Through the shade avoidance reaction the plant strives to escape unfavourable low light intensity, using its resources to grow into a better-illuminated space. A typical example is the ground flora in a forest, consisting of herbs and bushes with elongated internodes and smaller leaves. The formation of sun and shade leaves, on the other hand—which is well known from tree crowns—can be understood as differential acclimation of a plant’s foliage to high light intensities in the outer part (the so-called sun crown) and low light intensity in the centre of the crown (termed the shade crown).

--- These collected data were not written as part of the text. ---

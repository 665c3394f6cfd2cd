use std::path::{Path, PathBuf};

use chrono::Utc;
use tokio::fs;

/// Append-only daily journal: one `YYYY-MM-DD.md` file per day under the
/// memories directory, each line timestamped. See SPEC_FULL.md §4.5.
pub struct JournalStore {
    memories_dir: PathBuf,
}

impl JournalStore {
    pub async fn new(memories_dir: impl Into<PathBuf>) -> std::io::Result<Self> {
        let memories_dir = memories_dir.into();
        fs::create_dir_all(&memories_dir).await?;
        Ok(Self { memories_dir })
    }

    /// Append `line` to today's journal file, creating it with a heading if
    /// it doesn't yet exist. Returns the path written to.
    pub async fn append_event(&self, line: &str) -> std::io::Result<PathBuf> {
        let day = Utc::now().format("%Y-%m-%d").to_string();
        let target = self.memories_dir.join(format!("{day}.md"));
        if fs::metadata(&target).await.is_err() {
            fs::write(&target, format!("# Journal {day}\n\n")).await?;
        }
        let entry = format!("- {} {line}\n", Utc::now().to_rfc3339());
        append_to_file(&target, &entry).await?;
        Ok(target)
    }
}

async fn append_to_file(path: &Path, content: &str) -> std::io::Result<()> {
    use tokio::io::AsyncWriteExt;
    let mut file = fs::OpenOptions::new().append(true).open(path).await?;
    file.write_all(content.as_bytes()).await
}

#[cfg(test)]
mod tests {
    use super::*;

    #[tokio::test]
    async fn appends_to_todays_file() {
        let dir = tempfile::tempdir().unwrap();
        let journal = JournalStore::new(dir.path()).await.unwrap();
        let path = journal.append_event("first event").await.unwrap();
        journal.append_event("second event").await.unwrap();
        let contents = tokio::fs::read_to_string(&path).await.unwrap();
        assert!(contents.contains("first event"));
        assert!(contents.contains("second event"));
        assert!(contents.starts_with("# Journal"));
    }
}
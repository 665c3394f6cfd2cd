use rusqlite::Connection;

use crate::error::Result;

/// Initialise all five core tables. Safe to call on every startup — uses
/// `IF NOT EXISTS` throughout. See SPEC_FULL.md §4.1 / §6.
pub fn init_db(conn: &Connection) -> Result<()> {
    conn.execute_batch(
        "CREATE TABLE IF NOT EXISTS messages (
            id         TEXT PRIMARY KEY,
            channel    TEXT NOT NULL,
            chat_id    TEXT NOT NULL,
            sender_id  TEXT NOT NULL,
            role       TEXT NOT NULL,
            text       TEXT NOT NULL,
            trace_id   TEXT NOT NULL,
            created_at TEXT NOT NULL
        );
        CREATE INDEX IF NOT EXISTS idx_messages_chat
            ON messages(chat_id, created_at);

        CREATE TABLE IF NOT EXISTS ledger (
            message_id TEXT NOT NULL,
            direction  TEXT NOT NULL,
            chat_id    TEXT NOT NULL,
            created_at TEXT NOT NULL,
            PRIMARY KEY (message_id)
        );

        CREATE TABLE IF NOT EXISTS pending_actions (
            action_id      TEXT PRIMARY KEY,
            chat_id        TEXT NOT NULL,
            tool_name      TEXT NOT NULL,
            risk_level     TEXT NOT NULL,
            proposed_args  TEXT NOT NULL,
            status         TEXT NOT NULL,
            expires_at     TEXT NOT NULL,
            created_at     TEXT NOT NULL
        );
        CREATE INDEX IF NOT EXISTS idx_pending_chat
            ON pending_actions(chat_id, created_at DESC);

        CREATE TABLE IF NOT EXISTS jobs (
            job_id       TEXT PRIMARY KEY,
            chat_id      TEXT NOT NULL,
            when_spec    TEXT NOT NULL,
            text         TEXT NOT NULL,
            kind         TEXT NOT NULL,
            next_run_at  TEXT,
            created_at   TEXT NOT NULL
        );

        CREATE TABLE IF NOT EXISTS audit_log (
            id         INTEGER PRIMARY KEY AUTOINCREMENT,
            trace_id   TEXT NOT NULL,
            event      TEXT NOT NULL,
            payload    TEXT NOT NULL,
            created_at TEXT NOT NULL
        );
        CREATE INDEX IF NOT EXISTS idx_audit_trace ON audit_log(trace_id);",
    )?;
    Ok(())
}
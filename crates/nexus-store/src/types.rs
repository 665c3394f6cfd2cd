use chrono::{DateTime, Utc};
use serde::{Deserialize, Serialize};

#[derive(Debug, Clone, Copy, PartialEq, Eq, Serialize, Deserialize)]
#[serde(rename_all = "lowercase")]
pub enum MessageRole {
    User,
    Assistant,
}

impl MessageRole {
    pub fn as_str(&self) -> &'static str {
        match self {
            MessageRole::User => "user",
            MessageRole::Assistant => "assistant",
        }
    }
}

/// `{id, channel, chatID, senderID, role, text, traceID, createdAt}`.
/// Upserted by id (`INSERT OR REPLACE`). See SPEC_FULL.md §3.
#[derive(Debug, Clone, Serialize, Deserialize)]
pub struct PersistedMessage {
    pub id: String,
    pub channel: String,
    pub chat_id: String,
    pub sender_id: String,
    pub role: MessageRole,
    pub text: String,
    pub trace_id: String,
    pub created_at: DateTime<Utc>,
}

#[derive(Debug, Clone, Copy, PartialEq, Eq, Serialize, Deserialize)]
#[serde(rename_all = "lowercase")]
pub enum LedgerDirection {
    Inbound,
    Outbound,
}

impl LedgerDirection {
    pub fn as_str(&self) -> &'static str {
        match self {
            LedgerDirection::Inbound => "inbound",
            LedgerDirection::Outbound => "outbound",
        }
    }
}

#[derive(Debug, Clone, Copy, PartialEq, Eq, Serialize, Deserialize)]
#[serde(rename_all = "lowercase")]
pub enum JobKind {
    Cron,
    Date,
}

/// `{jobID, chatID, spec {when, text, kind}, nextRunAt?, createdAt}`.
/// See SPEC_FULL.md §3 / §4.8.
#[derive(Debug, Clone, Serialize, Deserialize)]
pub struct Job {
    pub job_id: String,
    pub chat_id: String,
    /// Free-text trigger string, e.g. `"every monday at 8:00"`.
    pub when_spec: String,
    pub text: String,
    pub kind: JobKind,
    pub next_run_at: Option<DateTime<Utc>>,
    pub created_at: DateTime<Utc>,
}

#[derive(Debug, Clone, Serialize, Deserialize)]
pub struct AuditEvent {
    pub id: i64,
    pub trace_id: String,
    pub event: String,
    pub payload: serde_json::Value,
    pub created_at: DateTime<Utc>,
}
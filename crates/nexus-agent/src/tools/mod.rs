//! Tool system: a small `Tool` trait plus a name-keyed registry, returning
//! the richer [`ToolResult`] shape described in
//! `examples/original_source/nexus/tools/base.py`.

pub mod echo;
pub mod filesystem;
pub mod scheduler_tool;

use std::collections::HashMap;

use async_trait::async_trait;
use nexus_protocol::pending_action::RiskLevel;
use serde_json::Value;

/// Outcome of a tool run. `requires_confirmation` short-circuits the
/// orchestrator into the human-in-the-loop policy flow instead of sending
/// `content` directly.
#[derive(Debug, Clone)]
pub struct ToolResult {
    pub ok: bool,
    pub content: String,
    pub artifacts: Vec<Value>,
    pub requires_confirmation: bool,
    pub risk_level: RiskLevel,
    pub proposed_action: Option<Value>,
}

impl ToolResult {
    pub fn ok(content: impl Into<String>) -> Self {
        Self {
            ok: true,
            content: content.into(),
            artifacts: Vec::new(),
            requires_confirmation: false,
            risk_level: RiskLevel::Low,
            proposed_action: None,
        }
    }

    pub fn error(content: impl Into<String>) -> Self {
        Self {
            ok: false,
            content: content.into(),
            artifacts: Vec::new(),
            requires_confirmation: false,
            risk_level: RiskLevel::Low,
            proposed_action: None,
        }
    }

    pub fn needs_confirmation(risk_level: RiskLevel, proposed_action: Value) -> Self {
        Self {
            ok: true,
            content: String::new(),
            artifacts: Vec::new(),
            requires_confirmation: true,
            risk_level,
            proposed_action: Some(proposed_action),
        }
    }
}

/// JSON-schema tool specification exposed to the model/`/tools` listing.
#[derive(Debug, Clone)]
pub struct ToolSpec {
    pub name: String,
    pub description: String,
    pub input_schema: Value,
}

#[async_trait]
pub trait Tool: Send + Sync {
    fn name(&self) -> &str;
    fn spec(&self) -> ToolSpec;
    async fn run(&self, args: Value) -> ToolResult;
}

#[derive(Default)]
pub struct ToolRegistry {
    tools: HashMap<String, Box<dyn Tool>>,
}

impl ToolRegistry {
    pub fn new() -> Self {
        Self::default()
    }

    pub fn register(&mut self, tool: Box<dyn Tool>) {
        self.tools.insert(tool.name().to_string(), tool);
    }

    pub fn specs(&self) -> Vec<ToolSpec> {
        self.tools.values().map(|t| t.spec()).collect()
    }

    pub async fn execute(&self, tool_name: &str, args: Value) -> ToolResult {
        match self.tools.get(tool_name) {
            Some(tool) => tool.run(args).await,
            None => ToolResult::error(format!("Unknown tool '{tool_name}'")),
        }
    }
}
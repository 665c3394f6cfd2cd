//! The conversation orchestrator: `handle_inbound`'s 7-step algorithm
//! (channel filter, claim, empty-payload guard, persist, confirmation
//! resolution, direct command parse, ReAct loop) plus `emit_scheduled`.
//! Ported step-for-step from
//! `examples/original_source/nexus/core/loop.py`'s `NexusLoop`.

use std::path::PathBuf;
use std::sync::Arc;

use chrono::Utc;
use nexus_agent::{
    parse_agent_decision, AgentDecision, ContextBuilder, DecisionAction, Message, PolicyEngine,
    ProviderRouter, ToolRegistry, ToolResult,
};
use nexus_core::{ChatId, Redactor};
use nexus_memory::{JournalStore, MemoryStore};
use nexus_protocol::{
    Attachment, InboundMessage, MediaKind, OutboundMessage, PendingAction, PendingActionStatus,
    RiskLevel,
};
use nexus_store::{LedgerDirection, MessageRole, PersistedMessage, Store};
use serde_json::{json, Value};
use tokio::sync::mpsc;
use tracing::{info, instrument, warn};
use uuid::Uuid;

use crate::command::{parse_tool_command, DirectCommand};
use crate::error::Result;
use crate::format::format_whatsapp_text;
use crate::identity::is_same_identity;

/// Tokens in `RunReactLoop`'s `complexTaskHint` detection (SPEC_FULL.md §4.7).
const COMPLEX_TASK_TOKENS: &[&str] = &["research", "analyze", "complex", "compare", "plan"];

const MAX_STEP_ECHO_CHARS: usize = 2000;

/// Binds every core component into the single inbound-handling algorithm.
/// Owns no channel transport directly — outbound delivery is routed through
/// an optional bridge sender and/or console sink, set at construction.
pub struct Orchestrator {
    store: Store,
    memory: Arc<MemoryStore>,
    journal: Arc<JournalStore>,
    policy: PolicyEngine,
    registry: Arc<ToolRegistry>,
    router: Arc<ProviderRouter>,
    context: ContextBuilder,
    redactor: Arc<Redactor>,
    agent_max_steps: u32,
    observation_max_chars: usize,
    redacted_log_path: PathBuf,
    bridge_tx: Option<mpsc::Sender<OutboundMessage>>,
    console: Option<Arc<nexus_channels::ConsoleChannel>>,
}
pub mod message;
pub mod pending_action;
pub mod ws;

pub use message::{
    Attachment, InboundMessage, MediaItem, MediaKind, OutboundMessage,
};
pub use pending_action::{PendingAction, PendingActionStatus, RiskLevel};
pub use ws::{BridgeEvent, DeliveryReceipt, Envelope};
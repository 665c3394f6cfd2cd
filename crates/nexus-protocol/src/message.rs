use chrono::{DateTime, Utc};
use serde::{Deserialize, Serialize};
use uuid::Uuid;

/// Immutable record produced by a channel adapter (bridge or console).
///
/// Invariant: at least one of `text` or `media` is non-empty for WhatsApp;
/// console messages always carry text. See SPEC_FULL.md §3.
#[derive(Debug, Clone, Serialize, Deserialize)]
pub struct InboundMessage {
    /// Provider-assigned id, or a freshly generated UUID for console.
    pub id: String,
    pub channel: String,
    pub chat_id: String,
    pub sender_id: String,
    pub is_self_chat: bool,
    pub is_from_me: bool,
    #[serde(default)]
    pub text: Option<String>,
    #[serde(default)]
    pub media: Vec<MediaItem>,
    pub timestamp: DateTime<Utc>,
}

impl InboundMessage {
    /// A WhatsApp protocol receipt carries neither text nor media.
    pub fn is_empty_payload(&self) -> bool {
        self.text.as_deref().map(str::trim).unwrap_or("").is_empty() && self.media.is_empty()
    }

    /// Console helper: build an inbound from a single line of stdin input.
    pub fn console(text: impl Into<String>) -> Self {
        Self {
            id: Uuid::new_v4().to_string(),
            channel: "console".to_string(),
            chat_id: "cli-user".to_string(),
            sender_id: "cli-user".to_string(),
            is_self_chat: true,
            is_from_me: false,
            text: Some(text.into()),
            media: Vec::new(),
            timestamp: Utc::now(),
        }
    }
}

#[derive(Debug, Clone, Copy, PartialEq, Eq, Serialize, Deserialize)]
#[serde(rename_all = "snake_case")]
pub enum MediaKind {
    Image,
    Document,
}

#[derive(Debug, Clone, Serialize, Deserialize)]
pub struct MediaItem {
    #[serde(rename = "type")]
    pub kind: MediaKind,
    #[serde(default)]
    pub mime_type: Option<String>,
    #[serde(default)]
    pub file_name: Option<String>,
    #[serde(default)]
    pub caption: Option<String>,
}

/// `{id, channel, chatID, text?, attachments?, replyTo?}`.
#[derive(Debug, Clone, Serialize, Deserialize)]
pub struct OutboundMessage {
    pub id: String,
    pub channel: String,
    pub chat_id: String,
    #[serde(default)]
    pub text: Option<String>,
    #[serde(default)]
    pub attachments: Vec<Attachment>,
    #[serde(default)]
    pub reply_to: Option<String>,
}

impl OutboundMessage {
    pub fn text_reply(channel: &str, chat_id: &str, text: impl Into<String>) -> Self {
        Self {
            id: Uuid::new_v4().to_string(),
            channel: channel.to_string(),
            chat_id: chat_id.to_string(),
            text: Some(text.into()),
            attachments: Vec::new(),
            reply_to: None,
        }
    }
}

#[derive(Debug, Clone, Serialize, Deserialize)]
pub struct Attachment {
    #[serde(rename = "type")]
    pub kind: MediaKind,
    pub path: String,
    #[serde(default)]
    pub file_name: Option<String>,
    #[serde(default)]
    pub mime_type: Option<String>,
    #[serde(default)]
    pub caption: Option<String>,
}
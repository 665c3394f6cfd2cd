pub mod db;
pub mod error;
pub mod store;
pub mod types;

pub use error::{Result, StoreError};
pub use store::{new_pending_action, Store};
pub use types::{AuditEvent, Job, JobKind, LedgerDirection, MessageRole, PersistedMessage};
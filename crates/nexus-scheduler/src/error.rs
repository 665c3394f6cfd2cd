use thiserror::Error;

#[derive(Debug, Error)]
pub enum SchedulerError {
    #[error("could not parse schedule trigger: {0}")]
    InvalidWhen(String),

    #[error("store error: {0}")]
    Store(#[from] nexus_store::StoreError),
}

pub type Result<T> = std::result::Result<T, SchedulerError>;
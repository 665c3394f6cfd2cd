//! Direct command grammar: `/tool <name> <json>`, `/schedule <when> |
//! <text>`, `/jobs`. Ported from
//! `examples/original_source/nexus/core/loop.py`'s `_parse_tool_command`.

use serde_json::Value;

#[derive(Debug, Clone, PartialEq)]
pub enum DirectCommand {
    Tool { tool: String, args: Value },
    Response(String),
}

pub fn parse_tool_command(text: &str) -> Option<DirectCommand> {
    let text = text.trim();

    if let Some(_rest) = text.strip_prefix("/tool ") {
        let parts: Vec<&str> = text.splitn(3, ' ').collect();
        if parts.len() < 3 {
            return None;
        }
        let tool_name = parts[1].to_string();
        return match serde_json::from_str::<Value>(parts[2]) {
            Ok(args) => Some(DirectCommand::Tool { tool: tool_name, args }),
            Err(_) => Some(DirectCommand::Response("Invalid JSON. Use /tool <name> <json>.".to_string())),
        };
    }

    if let Some(rest) = text.strip_prefix("/schedule ") {
        let payload = rest.trim();
        let Some((when, reminder)) = payload.split_once('|') else {
            return Some(DirectCommand::Response(
                "Use /schedule <when> | <text>. Example: /schedule every monday at 9am | Weekly check-in".to_string(),
            ));
        };
        let when = when.trim().to_string();
        let reminder = reminder.trim().to_string();
        return Some(DirectCommand::Tool {
            tool: "scheduler".to_string(),
            args: serde_json::json!({ "action": "schedule", "when": when, "text": reminder }),
        });
    }

    if text.starts_with("/jobs") {
        return Some(DirectCommand::Tool {
            tool: "scheduler".to_string(),
            args: serde_json::json!({ "action": "list" }),
        });
    }

    None
}

#[cfg(test)]
mod tests {
    use super::*;

    #[test]
    fn parses_tool_command() {
        let cmd = parse_tool_command(r#"/tool echo {"text": "hi"}"#).unwrap();
        assert_eq!(
            cmd,
            DirectCommand::Tool { tool: "echo".to_string(), args: serde_json::json!({"text": "hi"}) }
        );
    }

    #[test]
    fn rejects_malformed_tool_json() {
        let cmd = parse_tool_command("/tool echo not-json").unwrap();
        assert!(matches!(cmd, DirectCommand::Response(_)));
    }

    #[test]
    fn tool_command_needs_three_parts() {
        assert!(parse_tool_command("/tool echo").is_none());
    }

    #[test]
    fn parses_schedule_command() {
        let cmd = parse_tool_command("/schedule every monday at 9am | Weekly check-in").unwrap();
        assert_eq!(
            cmd,
            DirectCommand::Tool {
                tool: "scheduler".to_string(),
                args: serde_json::json!({"action": "schedule", "when": "every monday at 9am", "text": "Weekly check-in"}),
            }
        );
    }

    #[test]
    fn schedule_without_pipe_is_a_usage_hint() {
        let cmd = parse_tool_command("/schedule every monday at 9am").unwrap();
        assert!(matches!(cmd, DirectCommand::Response(_)));
    }

    #[test]
    fn parses_jobs_command() {
        let cmd = parse_tool_command("/jobs").unwrap();
        assert_eq!(
            cmd,
            DirectCommand::Tool { tool: "scheduler".to_string(), args: serde_json::json!({"action": "list"}) }
        );
    }

    #[test]
    fn plain_text_is_not_a_command() {
        assert!(parse_tool_command("hello there").is_none());
    }
}
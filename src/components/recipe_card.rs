use leptos::prelude::*;

use crate::view_state::profile::RecipeCard as Card;

#[component]
pub fn RecipeCard(card: Card) -> impl IntoView {
    let image = match card.image_url.clone() {
        Some(src) => {
            view! { <img class="recipe-card-image" src=src alt=card.title.clone() /> }.into_any()
        }
        None => view! { <div class="recipe-card-image recipe-card-placeholder">"No image"</div> }
            .into_any(),
    };

    view! {
        // Opening a recipe has no destination yet.
        <div class="recipe-card" on:click=|_| {}>
            {image}
            <div class="recipe-card-body">
                <h3 class="recipe-card-title">{card.title}</h3>
                <p class="recipe-card-description line-clamp-2">{card.description}</p>
                <div class="recipe-card-meta">
                    {card.cook_time.map(|t| view! { <span class="meta-item">{t}</span> })}
                    {card.servings.map(|s| view! { <span class="meta-item">{format!("{} servings", s)}</span> })}
                    <span class="meta-item meta-likes">{format!("{} likes", card.likes)}</span>
                </div>
            </div>
        </div>
    }
}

Such differentiation within the same shoot is possible because of the modularity of the plant structure, which is composed principally of similar units called phytomers, whose development can be individually guided by local environmental cues. Sun leaves deliver the major share of the photosynthetic gain owing to an acclimated photosynthetic machinery but also exhibit greater dynamics of cell respiration. In shade leaves, both processes run at lower rates, which shows their autonomy and ensures survival. Export of assimilates from shade leaves to other plant organs, however, may be low or non-existent. Further characteristics of thick sun leaves and thin shade leaves are summarised in Table 3.1.

Table 3.1. Comparison of characteristic traits of shade-and sun-acclimated leaves

In contrast to trees, herbs are amenable to experimental approaches aimed at understanding the formation of physiologically and anatomically different types of leaves (Fig. 3.5). The signals indicating a high-light climate are perceived by the mature leaves, which trigger the respective development of the young leaves in the apical shoot meristem via long-distance signalling. Interestingly, the ambient CO₂ concentration has effects on the formation of sun and shade leaves similar to those of the light intensity. High CO₂ leads to the formation of sun leaves (Prior et al. 2004; Pritchard et al. 1999).

Fig. 3.5. Differential development of sun and shade leaves in Chenopodium album in response to light intensity and CO₂ concentration. Sun leaves have a dense mesophyll with at least two layers of palisade parenchyma cells, which originate from a directional change of the cell divisions. The scale bars indicate 100 μm

From experiments such as those shown in Fig. 3.5 it was concluded that, at least in dicots, systemic signaling depending on the light environment influences the development of new foliage and thus triggers acclimation to the actual light quality and intensity. Long-distance signalling from mature to developing leaves is also known from herbivore and pathogen attacks, and most likely a multitude of signals is involved in mediating different types of responses. Acclimation of the photosynthetic apparatus appears to be under the control of the redox state. Thus, redox signalling may also be part of the long-distance conveyance of biochemical information. Also, the concentrations of photosynthates may act as an indirect cue for the light climate of mature leaves. However, since the formation of sun and shade leaves is a highly complex syndrome, involvement of various further signals can be expected.

At the cellular level the epidermal cells, in particular, contribute to the protection of the mesophyll cells against high-light stress. A felt-like layer of dense hairs, which reflects incident light, is found on young leaves of many plant species. Although it can be kept for permanent protection, it mostly disappears during maturation of the leaves. Protective pigments, which absorb predominantly shortwave radiation, are also found in the epidermis of young leaves. A typical example is the so-called juvenile anthocyanin (Fig. 3.25), which protects not yet fully green leaves during the development of the photosynthetic apparatus. Later, protection is conferred mostly by carotenoids in the antennae. This is apparent from the disappearance of the pigments in the epidermis.